• _TASK STATEMENT_
Type out the entries below again, character for character.

• _Dataset entries_
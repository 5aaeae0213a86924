//! 统一可观测性模块
//!
//! 提供 logging 与 metrics 的统一初始化。
//! 所有进程通过单一入口点配置可观测性，确保一致的日志格式和指标命名。

pub mod metrics;
pub mod tracing;

use ::tracing::info;
use anyhow::Result;
use metrics_exporter_prometheus::PrometheusHandle;

use crate::config::ObservabilityConfig;

/// 可观测性资源守卫
///
/// 持有 Prometheus handle，运维端点通过它渲染指标。
pub struct ObservabilityGuard {
    metrics_handle: Option<PrometheusHandle>,
}

impl ObservabilityGuard {
    /// 创建一个空的 Guard（用于测试或禁用可观测性时）
    pub fn empty() -> Self {
        Self {
            metrics_handle: None,
        }
    }

    pub fn metrics_handle(&self) -> Option<&PrometheusHandle> {
        self.metrics_handle.as_ref()
    }
}

impl Drop for ObservabilityGuard {
    fn drop(&mut self) {
        info!("Shutting down observability...");
    }
}

/// 统一初始化可观测性
///
/// 初始化顺序：
/// 1. Tracing（日志）
/// 2. Metrics（Prometheus recorder，可通过配置关闭）
///
/// # Example
///
/// ```ignore
/// use notify_shared::{config::AppConfig, observability};
///
/// let config = AppConfig::load("notification-service")?;
/// let _guard = observability::init(&config.service_name, &config.observability)?;
/// ```
pub fn init(service_name: &str, config: &ObservabilityConfig) -> Result<ObservabilityGuard> {
    tracing::init(config)?;

    let metrics_handle = if config.metrics_enabled {
        Some(metrics::init(service_name)?)
    } else {
        None
    };

    info!(
        service = %service_name,
        metrics_enabled = config.metrics_enabled,
        metrics_port = config.metrics_port,
        json_logs = config.json_logs,
        "Observability initialized"
    );

    Ok(ObservabilityGuard { metrics_handle })
}

#[cfg(test)]
mod tests {
    use super::*;

    #[test]
    fn test_empty_guard_has_no_handle() {
        let guard = ObservabilityGuard::empty();
        assert!(guard.metrics_handle().is_none());
    }
}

• _TASK OUTPUT_
repository 5aaeae0213a86924
//! 统一可观测性模块
//!
//! 提供 logging 与 metrics 的统一初始化。
//! 所有进程通过单一入口点配置可观测性，确保一致的日志格式和指标命名。

pub mod metrics;
pub mod tracing;

use ::tracing::info;
use anyhow::Result;
use metrics_exporter_prometheus::PrometheusHandle;

use crate::config::ObservabilityConfig;

/// 可观测性资源守卫
///
/// 持有 Prometheus handle，运维端点通过它渲染指标。
pub struct ObservabilityGuard {
    metrics_handle: Option<PrometheusHandle>,
}

impl ObservabilityGuard {
    /// 创建一个空的 Guard（用于测试或禁用可观测性时）
    pub fn empty() -> Self {
        Self {
            metrics_handle: None,
        }
    }

    pub fn metrics_handle(&self) -> Option<&PrometheusHandle> {
        self.metrics_handle.as_ref()
    }
}

impl Drop for ObservabilityGuard {
    fn drop(&mut self) {
        info!("Shutting down observability...");
    }
}

/// 统一初始化可观测性
///
/// 初始化顺序：
/// 1. Tracing（日志）
/// 2. Metrics（Prometheus recorder，可通过配置关闭）
///
/// # Example
///
/// ```ignore
/// use notify_shared::{config::AppConfig, observability};
///
/// let config = AppConfig::load("notification-service")?;
/// let _guard = observability::init(&config.service_name, &config.observability)?;
/// ```
pub fn init(service_name: &str, config: &ObservabilityConfig) -> Result<ObservabilityGuard> {
    tracing::init(config)?;

    let metrics_handle = if config.metrics_enabled {
        Some(metrics::init(service_name)?)
    } else {
        None
    };

    info!(
        service = %service_name,
        metrics_enabled = config.metrics_enabled,
        metrics_port = config.metrics_port,
        json_logs = config.json_logs,
        "Observability initialized"
    );

    Ok(ObservabilityGuard { metrics_handle })
}

#[cfg(test)]
mod tests {
    use super::*;

    #[test]
    fn test_empty_guard_has_no_handle() {
        let guard = ObservabilityGuard::empty();
        assert!(guard.metrics_handle().is_none());
    }
}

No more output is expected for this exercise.